Et l’évocation de ce danger tacitement redouté fait courir sur toute l’Assemblée un frisson patriotique. Pendant plus d’une demi-heure, c’est une effusion de sentimens chevaleresques ; un échange de sermens, de congratulations, qui se termine par la présentation d’un projet de décret transformant en armée active et soldée les gardes nationales du royaume, jusqu’à ce que le danger de l’Etat n’exige plus des citoyens un service extraordinaire ; c’est une dépense quotidienne de trois cent mille livres ; cent dix millions par an... ; mais l’enthousiasme est à l’ordre du jour et les 11 articles du décret sont votés d’un bloc et sans discussion, ce qui permet néanmoins de ne pas avoir recours au Code pénal pour occuper l’Assemblée en attendant des nouvelles.
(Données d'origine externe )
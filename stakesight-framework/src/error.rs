//! Error types for the dashboard framework.

use thiserror::Error;

/// EIP-1193 code for a request the user declined.
pub const USER_REJECTED_CODE: i64 = 4001;

/// Wallet code for `wallet_switchEthereumChain` on a chain it does not know.
pub const UNKNOWN_CHAIN_CODE: i64 = 4902;

/// Failure reported by a contract call or the node behind it.
#[derive(Error, Debug, Clone, PartialEq)]
pub enum ChainError {
    /// The transaction or call reverted.
    #[error("execution reverted: {reason}")]
    Reverted { reason: String },

    /// JSON-RPC error returned by the provider.
    #[error("RPC error {code}: {message}")]
    Rpc { code: i64, message: String },

    /// The request never reached the node.
    #[error("transport error: {0}")]
    Transport(String),
}

impl ChainError {
    /// Create a revert error.
    pub fn reverted(reason: impl Into<String>) -> Self {
        Self::Reverted {
            reason: reason.into(),
        }
    }

    /// Create an RPC error.
    pub fn rpc(code: i64, message: impl Into<String>) -> Self {
        Self::Rpc {
            code,
            message: message.into(),
        }
    }

    /// Human-readable reason provided by the external system, if any.
    pub fn reason(&self) -> Option<&str> {
        match self {
            ChainError::Reverted { reason } if !reason.is_empty() => Some(reason),
            ChainError::Rpc { message, .. } if !message.is_empty() => Some(message),
            _ => None,
        }
    }

    /// Whether the user declined the request in the wallet.
    pub fn is_user_rejected(&self) -> bool {
        matches!(self, ChainError::Rpc { code, .. } if *code == USER_REJECTED_CODE)
    }
}

/// Wallet connection failures.
#[derive(Error, Debug, Clone, PartialEq)]
pub enum WalletError {
    /// No wallet provider is available.
    #[error("No wallet found. Please install a browser wallet")]
    NotAvailable,

    /// The user declined a wallet prompt.
    #[error("Request rejected by user")]
    UserRejected,

    /// The wallet authorized no accounts.
    #[error("Wallet returned no accounts")]
    NoAccounts,

    /// The wallet could not be moved to the expected network.
    #[error("Please switch to {expected} (wallet is on chain {actual})")]
    WrongNetwork { expected: String, actual: u64 },

    /// Any other wallet RPC failure.
    #[error("Wallet error {code}: {message}")]
    Rpc { code: i64, message: String },
}

impl WalletError {
    /// Create a wallet RPC error.
    pub fn rpc(code: i64, message: impl Into<String>) -> Self {
        Self::Rpc {
            code,
            message: message.into(),
        }
    }

    /// Whether the wallet signalled an unknown chain.
    pub fn is_unknown_chain(&self) -> bool {
        matches!(self, WalletError::Rpc { code, .. } if *code == UNKNOWN_CHAIN_CODE)
    }

    /// Fold the user-rejected code into its own variant.
    pub fn normalize(self) -> Self {
        match self {
            WalletError::Rpc { code, .. } if code == USER_REJECTED_CODE => {
                WalletError::UserRejected
            }
            other => other,
        }
    }
}

/// Failures of a user-initiated write action.
#[derive(Error, Debug, Clone, PartialEq)]
pub enum ActionError {
    /// Another action is already running on this panel.
    #[error("Another transaction is in progress")]
    Busy,

    /// No wallet session is active.
    #[error("Connect your wallet first")]
    NotConnected,

    /// The amount is not a positive number.
    #[error("Please enter a valid amount")]
    InvalidAmount(String),

    /// The amount is below the configured minimum.
    #[error("{0}")]
    BelowMinimum(String),

    /// A step failed; the remaining steps were not attempted.
    #[error("{step} failed: {source}")]
    Step {
        step: String,
        #[source]
        source: ChainError,
    },
}

impl ActionError {
    /// Message shown in the panel's status label.
    ///
    /// Step failures use the external reason when one was provided and fall
    /// back to a generic message otherwise.
    pub fn status_message(&self) -> String {
        match self {
            ActionError::Step { source, .. } => {
                if source.is_user_rejected() {
                    "Transaction rejected by user".to_string()
                } else {
                    source
                        .reason()
                        .map(str::to_string)
                        .unwrap_or_else(|| "Transaction failed".to_string())
                }
            }
            other => other.to_string(),
        }
    }
}

/// Result type alias for wallet operations.
pub type WalletResult<T> = std::result::Result<T, WalletError>;

/// Result type alias for chain operations.
pub type ChainResult<T> = std::result::Result<T, ChainError>;

#[cfg(test)]
mod tests {
    use super::*;

    #[test]
    fn test_status_message_prefers_reason() {
        let err = ActionError::Step {
            step: "Staking".to_string(),
            source: ChainError::reverted("ERC20: insufficient allowance"),
        };
        assert_eq!(err.status_message(), "ERC20: insufficient allowance");
    }

    #[test]
    fn test_status_message_fallback() {
        let err = ActionError::Step {
            step: "Claiming".to_string(),
            source: ChainError::Transport("connection reset".to_string()),
        };
        assert_eq!(err.status_message(), "Transaction failed");

        let err = ActionError::Step {
            step: "Claiming".to_string(),
            source: ChainError::reverted(""),
        };
        assert_eq!(err.status_message(), "Transaction failed");
    }

    #[test]
    fn test_user_rejection() {
        let err = ActionError::Step {
            step: "Approving".to_string(),
            source: ChainError::rpc(USER_REJECTED_CODE, "User denied transaction signature"),
        };
        assert_eq!(err.status_message(), "Transaction rejected by user");

        let wallet = WalletError::rpc(USER_REJECTED_CODE, "User rejected").normalize();
        assert_eq!(wallet, WalletError::UserRejected);
    }

    #[test]
    fn test_unknown_chain() {
        assert!(WalletError::rpc(UNKNOWN_CHAIN_CODE, "Unrecognized chain").is_unknown_chain());
        assert!(!WalletError::rpc(-32603, "Internal").is_unknown_chain());
    }
}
A neuf heures du soir, rien encore ; à onze heures, rien toujours ; le président consulte ses collègues et suspend la séance pour une heure.

Les rues étaient illuminées[1]. La foule avait sa gaîté des dimanches : à l’Opéra, on avait fait salle comble avec Castor et Pollux ; le théâtre de la Nation avait donné Brutus et le Legs[2] ; bien des gens, — les plus hardis, — quittaient leurs quartiers, poussaient jusqu’aux barrières, ou venaient rôder autour de l’Assemblée pour recueillir des informations. La plupart restaient prudemment au seuil de leurs portes, dans l’appréhension

  1. Modeste Récit de ce qui s’est passé...
  2. La Feuille du jour.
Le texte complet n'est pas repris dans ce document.